Shuttle Service: Cartels Recruit Teens to Transport Migrants

For most teenagers looking for some extra cash, a typical job involves mowing lawns, babysitting or working at a fast-food restaurant. But some teens in border states are finding a much more lucrative and dangerous job these days...helping to smuggle migrants across the border. A new Fox News report shows cartels using social media apps like TikTok to recruit American teenagers to transport migrants for cash. The cartels offer $3,000 or more per ride, with some young people using their parents SUVs for the trips, without the parents' knowledge.

This is just the latest humanitarian consequence of the ongoing border crisis, along with overcrowded youth migrant facilities and abandoned toddlers. Mark Krikorian, executive director at the Center for Immigration Studies (CIS), believes it is a direct result of the Biden administration's failed border policy. "If you don't want American teenagers to get sucked into these kinds of deals, then you need to have broad immigration enforcement," he says. "Instead, President Biden has rolled back immigration enforcement, and in a sense put up the welcome sign for illegal immigrants."

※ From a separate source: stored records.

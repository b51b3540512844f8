//! Synth fallback renderer — oscillator + ADSR + cascaded one-pole low-pass
//! stages, plus a seeded synthetic drum kit so drum stems render without
//! sample assets.

use rand::Rng;
use rand::SeedableRng;
use rand_chacha::ChaCha8Rng;
use serde::{Deserialize, Serialize};

use super::envelope::Adsr;
use super::oscillator::{midi_to_freq, sample as osc_sample, Waveform};
use crate::pattern::drums;

/// A subtractive synth voice definition.
#[derive(Debug, Clone, Copy, PartialEq, Serialize, Deserialize)]
pub struct SynthPatch {
    pub waveform: Waveform,
    #[serde(default = "default_pulse_width")]
    pub pulse_width: f64,
    pub attack: f64,
    pub decay: f64,
    pub sustain: f64,
    pub release: f64,
    /// Cascaded one-pole low-pass stages: 2 ≈ 12 dB/oct, 4 ≈ 24 dB/oct.
    pub filter_stages: u32,
    /// Cutoff floor in Hz.
    pub cutoff_hz: f64,
    /// Extra cutoff in Hz at full velocity.
    pub cutoff_vel_hz: f64,
    /// Fraction of the note's fundamental added to the cutoff.
    #[serde(default)]
    pub key_track: f64,
}

fn default_pulse_width() -> f64 {
    0.5
}

impl SynthPatch {
    /// Round saw bass with a closed filter at low velocity.
    pub fn bass() -> Self {
        Self {
            waveform: Waveform::Saw,
            pulse_width: 0.5,
            attack: 0.004,
            decay: 0.08,
            sustain: 0.75,
            release: 0.1,
            filter_stages: 4,
            cutoff_hz: 180.0,
            cutoff_vel_hz: 1400.0,
            key_track: 0.5,
        }
    }

    /// Hollow pulse for comping keys.
    pub fn keys() -> Self {
        Self {
            waveform: Waveform::Pulse,
            pulse_width: 0.35,
            attack: 0.002,
            decay: 0.12,
            sustain: 0.55,
            release: 0.15,
            filter_stages: 2,
            cutoff_hz: 500.0,
            cutoff_vel_hz: 3500.0,
            key_track: 1.0,
        }
    }

    /// Slow sine-ish pad.
    pub fn pads() -> Self {
        Self {
            waveform: Waveform::Saw,
            pulse_width: 0.5,
            attack: 0.25,
            decay: 0.3,
            sustain: 0.8,
            release: 0.4,
            filter_stages: 2,
            cutoff_hz: 300.0,
            cutoff_vel_hz: 900.0,
            key_track: 0.25,
        }
    }

    fn adsr(&self) -> Adsr {
        Adsr {
            attack: self.attack,
            decay: self.decay,
            sustain: self.sustain,
            release: self.release,
        }
    }

    /// Render one note to a mono buffer including the release tail.
    pub fn render_note(&self, pitch: u8, velocity: u8, dur: f64, sample_rate: u32) -> Vec<f32> {
        let env = self.adsr().fitted(dur);
        let total = env.total_duration(dur);
        let num_samples = (total * sample_rate as f64).ceil() as usize;
        let freq = midi_to_freq(pitch);
        let vel_norm = velocity as f64 / 127.0;

        let cutoff =
            (self.cutoff_hz + self.cutoff_vel_hz * vel_norm + self.key_track * freq)
                .min(sample_rate as f64 * 0.45);
        let pole = (-2.0 * std::f64::consts::PI * cutoff / sample_rate as f64).exp();
        let stages = self.filter_stages.clamp(1, 4) as usize;
        let mut state = [0.0f64; 4];

        let mut out = Vec::with_capacity(num_samples);
        let mut phase = 0.0f64;
        for i in 0..num_samples {
            let t = i as f64 / sample_rate as f64;
            let mut s = osc_sample(self.waveform, phase, self.pulse_width);
            phase += freq / sample_rate as f64;
            if phase >= 1.0 {
                phase -= 1.0;
            }
            for stage in state.iter_mut().take(stages) {
                s = (1.0 - pole) * s + pole * *stage;
                *stage = s;
            }
            out.push((s * env.amplitude(t, dur) * vel_norm) as f32);
        }
        out
    }
}

/// Seeded synthetic drum kit: one generator per supported percussion pitch.
#[derive(Debug, Clone, Copy)]
pub struct SynthDrumKit {
    seed: u64,
}

impl SynthDrumKit {
    pub fn new(seed: u64) -> Self {
        Self { seed }
    }

    /// Whether this kit can voice the given percussion pitch.
    pub fn supports(&self, pitch: u8) -> bool {
        matches!(
            pitch,
            drums::KICK
                | drums::SNARE
                | drums::CLOSED_HAT
                | drums::OPEN_HAT
                | drums::TOM_LOW
                | drums::TOM_MID
                | drums::TOM_HIGH
                | drums::CRASH
                | drums::SWEEP
        )
    }

    /// Render a one-shot hit for a percussion pitch, velocity-scaled.
    pub fn render_hit(&self, pitch: u8, velocity: u8, sample_rate: u32) -> Option<Vec<f32>> {
        let rng = ChaCha8Rng::seed_from_u64(self.seed.wrapping_add(pitch as u64));
        let vel = velocity as f32 / 127.0;
        let mut buf = match pitch {
            drums::KICK => kick(sample_rate),
            drums::SNARE => snare(sample_rate, rng),
            drums::CLOSED_HAT => hat(sample_rate, rng, 0.06),
            drums::OPEN_HAT => hat(sample_rate, rng, 0.25),
            drums::TOM_LOW => tom(sample_rate, 95.0),
            drums::TOM_MID => tom(sample_rate, 130.0),
            drums::TOM_HIGH => tom(sample_rate, 170.0),
            drums::CRASH => crash(sample_rate, rng),
            drums::SWEEP => sweep(sample_rate, rng),
            _ => return None,
        };
        for s in buf.iter_mut() {
            *s *= vel;
        }
        Some(buf)
    }
}

impl Default for SynthDrumKit {
    fn default() -> Self {
        Self::new(0x5EED_D2C3)
    }
}

/// Sine kick: exponential pitch sweep 160→45 Hz with fast amplitude decay.
fn kick(sample_rate: u32) -> Vec<f32> {
    let dur = 0.28;
    let n = (sample_rate as f64 * dur) as usize;
    let mut out = Vec::with_capacity(n);
    let mut phase = 0.0f64;
    for i in 0..n {
        let norm = i as f64 / n as f64;
        let freq = 45.0 + 115.0 * (-norm * 9.0).exp();
        let amp = (-norm * 8.0).exp();
        phase += freq / sample_rate as f64;
        out.push(((phase * std::f64::consts::TAU).sin() * amp) as f32);
    }
    out
}

/// Snare: 190 Hz sine body plus faster-decaying seeded noise.
fn snare(sample_rate: u32, mut rng: ChaCha8Rng) -> Vec<f32> {
    let dur = 0.18;
    let n = (sample_rate as f64 * dur) as usize;
    let mut out = Vec::with_capacity(n);
    let mut phase = 0.0f64;
    for i in 0..n {
        let norm = i as f64 / n as f64;
        phase += 190.0 / sample_rate as f64;
        let body = (phase * std::f64::consts::TAU).sin() * (-norm * 14.0).exp();
        let noise: f64 = rng.gen_range(-1.0..1.0) * (-norm * 10.0).exp();
        out.push((body * 0.45 + noise * 0.55) as f32);
    }
    out
}

/// Hi-hat: high-passed seeded noise with a fast decay.
fn hat(sample_rate: u32, mut rng: ChaCha8Rng, dur: f64) -> Vec<f32> {
    let n = (sample_rate as f64 * dur) as usize;
    let mut out = Vec::with_capacity(n);
    let mut prev_in = 0.0f64;
    let mut prev_out = 0.0f64;
    for i in 0..n {
        let norm = i as f64 / n as f64;
        let noise: f64 = rng.gen_range(-1.0..1.0);
        // One-pole high-pass keeps only the sizzle.
        let hp = 0.86 * (prev_out + noise - prev_in);
        prev_in = noise;
        prev_out = hp;
        out.push((hp * (-norm * 12.0).exp()) as f32);
    }
    out
}

/// Tom: pitched sine body with a medium decay.
fn tom(sample_rate: u32, freq: f64) -> Vec<f32> {
    let dur = 0.3;
    let n = (sample_rate as f64 * dur) as usize;
    let mut out = Vec::with_capacity(n);
    let mut phase = 0.0f64;
    for i in 0..n {
        let norm = i as f64 / n as f64;
        let f = freq * (1.0 - 0.15 * norm);
        phase += f / sample_rate as f64;
        out.push(((phase * std::f64::consts::TAU).sin() * (-norm * 7.0).exp()) as f32);
    }
    out
}

/// Crash: long bright noise decay.
fn crash(sample_rate: u32, mut rng: ChaCha8Rng) -> Vec<f32> {
    let dur = 1.4;
    let n = (sample_rate as f64 * dur) as usize;
    let mut out = Vec::with_capacity(n);
    let mut prev_in = 0.0f64;
    let mut prev_out = 0.0f64;
    for i in 0..n {
        let norm = i as f64 / n as f64;
        let noise: f64 = rng.gen_range(-1.0..1.0);
        let hp = 0.7 * (prev_out + noise - prev_in);
        prev_in = noise;
        prev_out = hp;
        out.push((hp * (-norm * 4.0).exp()) as f32);
    }
    out
}

/// Reverse sweep: noise riser with a rising amplitude and opening filter.
fn sweep(sample_rate: u32, mut rng: ChaCha8Rng) -> Vec<f32> {
    let dur = 1.6;
    let n = (sample_rate as f64 * dur) as usize;
    let mut out = Vec::with_capacity(n);
    let mut state = 0.0f64;
    for i in 0..n {
        let norm = i as f64 / n as f64;
        let noise: f64 = rng.gen_range(-1.0..1.0);
        // Low-pass that opens as the sweep builds.
        let pole = 0.99 - 0.6 * norm;
        state = pole * state + (1.0 - pole) * noise;
        out.push((state * norm * norm) as f32);
    }
    out
}

#[cfg(test)]
mod tests {
    use super::*;

    #[test]
    fn note_length_includes_release() {
        let patch = SynthPatch::bass();
        let buf = patch.render_note(40, 100, 0.5, 44100);
        let expected = ((0.5 + patch.release) * 44100.0).ceil() as usize;
        assert_eq!(buf.len(), expected);
    }

    #[test]
    fn short_note_compresses_envelope_not_zero_length() {
        let patch = SynthPatch::pads(); // a+d+r = 0.95 s
        let buf = patch.render_note(60, 90, 0.1, 44100);
        assert!(!buf.is_empty());
        // Total length scales with the fitted release, under a+d+r.
        assert!(buf.len() < (0.95 * 44100.0) as usize);
    }

    #[test]
    fn output_is_finite_and_bounded() {
        for patch in [SynthPatch::bass(), SynthPatch::keys(), SynthPatch::pads()] {
            let buf = patch.render_note(52, 127, 0.5, 44100);
            for s in &buf {
                assert!(s.is_finite());
                assert!(s.abs() <= 1.0 + 1e-3);
            }
        }
    }

    #[test]
    fn velocity_scales_amplitude() {
        let patch = SynthPatch::keys();
        let loud = SynthPatch::render_note(&patch, 60, 127, 0.3, 44100);
        let soft = SynthPatch::render_note(&patch, 60, 40, 0.3, 44100);
        let peak = |b: &[f32]| b.iter().fold(0.0f32, |m, s| m.max(s.abs()));
        assert!(peak(&loud) > peak(&soft) * 1.5);
    }

    #[test]
    fn higher_velocity_opens_the_filter() {
        // More high-frequency energy at high velocity: compare the energy of
        // the first-difference signal (a crude high-pass).
        let patch = SynthPatch::bass();
        let hf_energy = |buf: &[f32]| -> f32 {
            let peak = buf.iter().fold(0.0f32, |m, s| m.max(s.abs())).max(1e-12);
            buf.windows(2)
                .map(|w| ((w[1] - w[0]) / peak).powi(2))
                .sum()
        };
        let bright = patch.render_note(40, 127, 0.5, 44100);
        let dark = patch.render_note(40, 20, 0.5, 44100);
        assert!(hf_energy(&bright) > hf_energy(&dark));
    }

    #[test]
    fn drum_kit_supports_all_engine_pitches() {
        let kit = SynthDrumKit::default();
        for pitch in [
            drums::KICK,
            drums::SNARE,
            drums::CLOSED_HAT,
            drums::OPEN_HAT,
            drums::TOM_LOW,
            drums::TOM_MID,
            drums::TOM_HIGH,
            drums::CRASH,
            drums::SWEEP,
        ] {
            assert!(kit.supports(pitch));
            let hit = kit.render_hit(pitch, 100, 44100).unwrap();
            assert!(!hit.is_empty());
            assert!(hit.iter().all(|s| s.is_finite()));
        }
        assert!(!kit.supports(60));
        assert!(kit.render_hit(60, 100, 44100).is_none());
    }

    #[test]
    fn drum_hits_are_deterministic() {
        let kit = SynthDrumKit::default();
        assert_eq!(
            kit.render_hit(drums::SNARE, 100, 44100),
            kit.render_hit(drums::SNARE, 100, 44100)
        );
    }

    #[test]
    fn open_hat_rings_longer_than_closed() {
        let kit = SynthDrumKit::default();
        let closed = kit.render_hit(drums::CLOSED_HAT, 100, 44100).unwrap();
        let open = kit.render_hit(drums::OPEN_HAT, 100, 44100).unwrap();
        assert!(open.len() > closed.len() * 2);
    }
}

Krikorian tells KTRH the cartels use these American teens to shield themselves from arrest. "The part of the smuggling process that is most likely to result in people getting arrested ends up in the hands of teenagers who aren't part of the smuggling network," he says. "So the actual smugglers have got nothing to lose."

All of this is being organized on social media platforms, which seem to be too busy fact-checking memes, policing COVID vaccine content, or targeting conservatives to notice. "Clearly, social media companies have a responsibility when their platforms are being used for criminal activity," says Krikorian. "That's far more important than whether somebody made some stupid joke."

"I understand the social media companies can't police everything on their platforms," he continues. "But there has to be some way for them to do at least a better job of screening out and cutting off the use of their platforms by these criminal networks."